[[ EXCERPTED RECORDS open ]]
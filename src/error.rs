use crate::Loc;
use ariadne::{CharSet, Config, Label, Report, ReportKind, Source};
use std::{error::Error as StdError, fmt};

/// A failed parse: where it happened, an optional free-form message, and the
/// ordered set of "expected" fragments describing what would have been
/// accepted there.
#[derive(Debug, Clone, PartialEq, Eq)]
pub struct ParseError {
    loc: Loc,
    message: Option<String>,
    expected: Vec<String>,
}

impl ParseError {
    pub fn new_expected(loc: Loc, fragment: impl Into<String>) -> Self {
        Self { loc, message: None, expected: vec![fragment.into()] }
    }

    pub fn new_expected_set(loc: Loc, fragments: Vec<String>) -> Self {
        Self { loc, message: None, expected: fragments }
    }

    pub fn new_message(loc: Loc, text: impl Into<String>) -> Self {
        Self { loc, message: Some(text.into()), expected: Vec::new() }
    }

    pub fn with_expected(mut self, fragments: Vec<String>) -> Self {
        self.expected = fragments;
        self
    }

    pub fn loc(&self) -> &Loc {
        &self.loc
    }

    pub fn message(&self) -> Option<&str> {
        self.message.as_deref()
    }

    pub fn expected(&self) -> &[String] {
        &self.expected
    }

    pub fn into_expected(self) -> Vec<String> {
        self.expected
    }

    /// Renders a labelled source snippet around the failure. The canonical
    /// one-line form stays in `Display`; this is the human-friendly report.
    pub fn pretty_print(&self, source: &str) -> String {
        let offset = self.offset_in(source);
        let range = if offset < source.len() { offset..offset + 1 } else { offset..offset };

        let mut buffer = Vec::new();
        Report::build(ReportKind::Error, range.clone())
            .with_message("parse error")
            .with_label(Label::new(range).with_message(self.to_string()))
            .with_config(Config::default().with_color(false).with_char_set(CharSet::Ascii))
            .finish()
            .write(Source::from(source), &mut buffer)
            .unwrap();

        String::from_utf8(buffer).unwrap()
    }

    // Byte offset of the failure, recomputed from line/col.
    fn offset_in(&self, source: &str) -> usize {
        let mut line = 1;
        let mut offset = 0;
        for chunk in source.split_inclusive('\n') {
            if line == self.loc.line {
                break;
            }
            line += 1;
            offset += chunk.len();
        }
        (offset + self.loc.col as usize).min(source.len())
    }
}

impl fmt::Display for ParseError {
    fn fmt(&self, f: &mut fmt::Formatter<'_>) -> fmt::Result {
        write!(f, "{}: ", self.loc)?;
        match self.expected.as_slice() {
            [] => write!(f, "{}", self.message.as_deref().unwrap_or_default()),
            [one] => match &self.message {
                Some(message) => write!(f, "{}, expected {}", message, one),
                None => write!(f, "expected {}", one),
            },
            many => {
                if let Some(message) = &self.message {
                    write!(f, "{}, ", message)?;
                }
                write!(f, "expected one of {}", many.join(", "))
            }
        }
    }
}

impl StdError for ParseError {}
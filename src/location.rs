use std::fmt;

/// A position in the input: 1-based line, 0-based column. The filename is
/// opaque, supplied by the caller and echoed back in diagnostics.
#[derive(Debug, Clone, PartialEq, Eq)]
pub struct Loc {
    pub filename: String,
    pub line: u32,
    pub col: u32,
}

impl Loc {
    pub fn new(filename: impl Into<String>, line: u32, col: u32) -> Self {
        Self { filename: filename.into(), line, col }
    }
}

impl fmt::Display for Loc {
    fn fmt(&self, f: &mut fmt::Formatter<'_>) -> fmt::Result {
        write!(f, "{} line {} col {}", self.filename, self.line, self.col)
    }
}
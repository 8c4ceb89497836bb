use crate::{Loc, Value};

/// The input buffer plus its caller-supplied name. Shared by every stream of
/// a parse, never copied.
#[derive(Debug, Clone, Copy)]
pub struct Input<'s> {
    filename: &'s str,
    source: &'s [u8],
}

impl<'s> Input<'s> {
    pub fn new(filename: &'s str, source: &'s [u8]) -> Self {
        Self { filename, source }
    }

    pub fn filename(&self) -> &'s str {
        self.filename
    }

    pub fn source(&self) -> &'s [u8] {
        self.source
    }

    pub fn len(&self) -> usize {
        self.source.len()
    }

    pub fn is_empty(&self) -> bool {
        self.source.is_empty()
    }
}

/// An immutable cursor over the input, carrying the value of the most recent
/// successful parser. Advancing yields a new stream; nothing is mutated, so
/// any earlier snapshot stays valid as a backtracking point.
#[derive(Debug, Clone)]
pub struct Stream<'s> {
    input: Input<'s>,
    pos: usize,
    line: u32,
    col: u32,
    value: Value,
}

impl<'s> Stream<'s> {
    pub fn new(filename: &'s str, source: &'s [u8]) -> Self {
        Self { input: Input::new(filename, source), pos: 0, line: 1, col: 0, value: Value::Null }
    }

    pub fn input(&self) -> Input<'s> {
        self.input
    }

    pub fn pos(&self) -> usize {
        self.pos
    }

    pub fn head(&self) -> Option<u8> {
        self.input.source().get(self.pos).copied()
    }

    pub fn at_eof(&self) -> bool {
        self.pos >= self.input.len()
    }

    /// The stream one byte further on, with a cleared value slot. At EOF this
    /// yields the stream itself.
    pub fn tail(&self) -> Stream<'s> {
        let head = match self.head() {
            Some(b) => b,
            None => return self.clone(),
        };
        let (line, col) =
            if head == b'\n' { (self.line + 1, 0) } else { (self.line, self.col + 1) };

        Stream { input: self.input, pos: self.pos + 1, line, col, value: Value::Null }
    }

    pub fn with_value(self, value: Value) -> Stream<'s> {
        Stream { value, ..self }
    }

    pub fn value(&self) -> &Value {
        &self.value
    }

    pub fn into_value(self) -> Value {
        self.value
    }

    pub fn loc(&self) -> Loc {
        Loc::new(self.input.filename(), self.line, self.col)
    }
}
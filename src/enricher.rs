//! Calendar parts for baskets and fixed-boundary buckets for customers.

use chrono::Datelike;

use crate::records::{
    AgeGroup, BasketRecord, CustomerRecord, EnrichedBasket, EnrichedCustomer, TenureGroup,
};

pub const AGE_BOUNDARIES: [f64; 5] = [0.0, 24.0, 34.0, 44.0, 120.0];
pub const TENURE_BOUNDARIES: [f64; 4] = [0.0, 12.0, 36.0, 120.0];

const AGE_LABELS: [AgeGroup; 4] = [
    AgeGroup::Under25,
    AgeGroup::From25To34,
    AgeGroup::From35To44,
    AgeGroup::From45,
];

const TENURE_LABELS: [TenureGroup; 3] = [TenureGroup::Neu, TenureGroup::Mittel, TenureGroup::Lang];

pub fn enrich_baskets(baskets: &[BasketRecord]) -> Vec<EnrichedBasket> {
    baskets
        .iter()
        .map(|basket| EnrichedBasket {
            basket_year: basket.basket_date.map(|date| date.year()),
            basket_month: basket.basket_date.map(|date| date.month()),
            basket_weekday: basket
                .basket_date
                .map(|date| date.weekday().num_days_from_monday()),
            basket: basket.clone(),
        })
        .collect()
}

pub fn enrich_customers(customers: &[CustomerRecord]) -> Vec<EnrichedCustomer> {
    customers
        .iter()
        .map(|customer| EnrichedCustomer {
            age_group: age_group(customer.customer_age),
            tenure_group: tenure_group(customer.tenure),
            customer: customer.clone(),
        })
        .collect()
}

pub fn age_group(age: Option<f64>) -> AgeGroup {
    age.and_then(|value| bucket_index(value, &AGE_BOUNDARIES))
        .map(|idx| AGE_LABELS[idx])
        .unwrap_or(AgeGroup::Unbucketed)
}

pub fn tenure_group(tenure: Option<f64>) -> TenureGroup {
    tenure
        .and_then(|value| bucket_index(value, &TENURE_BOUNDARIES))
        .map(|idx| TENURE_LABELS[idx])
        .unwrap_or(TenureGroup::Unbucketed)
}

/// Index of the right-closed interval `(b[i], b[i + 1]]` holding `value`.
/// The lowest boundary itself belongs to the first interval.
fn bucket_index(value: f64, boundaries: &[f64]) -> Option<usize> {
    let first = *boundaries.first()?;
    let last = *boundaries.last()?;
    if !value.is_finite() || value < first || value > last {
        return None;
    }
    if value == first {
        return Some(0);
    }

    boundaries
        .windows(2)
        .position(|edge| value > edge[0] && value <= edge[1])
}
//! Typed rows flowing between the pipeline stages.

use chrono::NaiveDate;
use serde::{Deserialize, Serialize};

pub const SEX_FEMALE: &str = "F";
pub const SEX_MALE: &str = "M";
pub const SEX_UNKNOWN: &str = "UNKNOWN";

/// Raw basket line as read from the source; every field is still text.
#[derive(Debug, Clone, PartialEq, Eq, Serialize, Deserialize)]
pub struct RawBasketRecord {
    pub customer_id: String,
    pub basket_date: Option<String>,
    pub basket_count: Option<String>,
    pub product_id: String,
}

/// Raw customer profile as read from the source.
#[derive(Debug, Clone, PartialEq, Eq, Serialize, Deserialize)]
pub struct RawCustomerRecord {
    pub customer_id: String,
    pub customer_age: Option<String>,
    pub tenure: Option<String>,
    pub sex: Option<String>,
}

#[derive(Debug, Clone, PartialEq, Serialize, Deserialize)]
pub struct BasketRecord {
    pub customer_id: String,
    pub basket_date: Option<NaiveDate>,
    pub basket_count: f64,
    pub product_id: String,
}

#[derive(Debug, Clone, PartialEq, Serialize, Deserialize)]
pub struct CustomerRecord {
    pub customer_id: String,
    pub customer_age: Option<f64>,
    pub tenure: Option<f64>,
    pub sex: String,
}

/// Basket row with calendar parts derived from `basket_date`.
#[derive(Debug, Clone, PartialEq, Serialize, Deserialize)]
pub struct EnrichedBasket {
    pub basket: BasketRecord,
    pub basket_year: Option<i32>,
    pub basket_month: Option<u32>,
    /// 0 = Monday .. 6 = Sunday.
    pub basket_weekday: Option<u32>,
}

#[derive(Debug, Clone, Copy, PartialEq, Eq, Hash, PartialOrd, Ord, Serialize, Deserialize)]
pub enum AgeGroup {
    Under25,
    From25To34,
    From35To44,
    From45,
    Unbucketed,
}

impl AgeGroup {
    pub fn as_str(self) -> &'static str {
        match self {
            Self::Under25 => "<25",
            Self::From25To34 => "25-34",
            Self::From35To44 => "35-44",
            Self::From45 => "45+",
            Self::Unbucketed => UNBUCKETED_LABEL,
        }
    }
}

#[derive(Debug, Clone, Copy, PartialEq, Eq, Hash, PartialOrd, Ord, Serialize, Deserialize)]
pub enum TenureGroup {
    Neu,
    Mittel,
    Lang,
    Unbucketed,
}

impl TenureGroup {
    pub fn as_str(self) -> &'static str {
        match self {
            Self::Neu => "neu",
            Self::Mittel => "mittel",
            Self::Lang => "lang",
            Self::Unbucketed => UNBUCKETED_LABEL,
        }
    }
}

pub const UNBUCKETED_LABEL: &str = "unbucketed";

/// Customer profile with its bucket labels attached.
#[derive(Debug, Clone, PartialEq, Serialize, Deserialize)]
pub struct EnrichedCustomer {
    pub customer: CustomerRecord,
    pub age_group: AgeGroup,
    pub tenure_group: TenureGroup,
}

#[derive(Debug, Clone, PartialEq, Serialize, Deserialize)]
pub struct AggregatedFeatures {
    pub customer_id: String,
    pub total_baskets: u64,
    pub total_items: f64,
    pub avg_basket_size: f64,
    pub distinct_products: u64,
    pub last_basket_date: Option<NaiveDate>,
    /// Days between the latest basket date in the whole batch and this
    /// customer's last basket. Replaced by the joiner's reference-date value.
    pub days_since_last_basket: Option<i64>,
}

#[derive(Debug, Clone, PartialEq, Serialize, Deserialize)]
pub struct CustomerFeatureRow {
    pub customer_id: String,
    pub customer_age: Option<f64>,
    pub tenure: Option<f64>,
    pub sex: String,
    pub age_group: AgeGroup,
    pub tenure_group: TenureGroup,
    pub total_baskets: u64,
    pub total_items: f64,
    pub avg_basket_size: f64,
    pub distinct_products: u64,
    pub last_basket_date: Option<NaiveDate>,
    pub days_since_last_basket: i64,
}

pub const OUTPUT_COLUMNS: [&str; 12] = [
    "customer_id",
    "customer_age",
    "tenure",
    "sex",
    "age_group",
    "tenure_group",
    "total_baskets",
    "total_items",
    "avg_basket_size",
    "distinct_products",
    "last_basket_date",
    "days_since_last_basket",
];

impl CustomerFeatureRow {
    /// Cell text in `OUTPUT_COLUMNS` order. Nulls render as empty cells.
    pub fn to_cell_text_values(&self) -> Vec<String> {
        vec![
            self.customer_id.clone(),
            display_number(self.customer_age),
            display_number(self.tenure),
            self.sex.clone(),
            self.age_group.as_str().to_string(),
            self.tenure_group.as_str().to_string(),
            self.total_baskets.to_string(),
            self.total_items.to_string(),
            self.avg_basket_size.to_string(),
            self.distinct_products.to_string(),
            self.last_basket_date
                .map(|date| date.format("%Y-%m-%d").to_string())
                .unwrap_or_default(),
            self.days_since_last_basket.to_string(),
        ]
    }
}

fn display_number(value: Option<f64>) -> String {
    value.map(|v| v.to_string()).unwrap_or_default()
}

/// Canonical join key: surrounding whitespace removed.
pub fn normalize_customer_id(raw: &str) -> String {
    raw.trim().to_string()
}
[[ EXCERPTED RECORDS closed ]]
[EXERCISE OBJECTIVE]
Filter the listing above for lines with the word "head", and copy each one you find.

[OUTPUT FOR THIS EXERCISE]
    pub fn head(&self) -> Option<u8> {
        let head = match self.head() {
            if head == b'\n' { (self.line + 1, 0) } else { (self.line, self.col + 1) };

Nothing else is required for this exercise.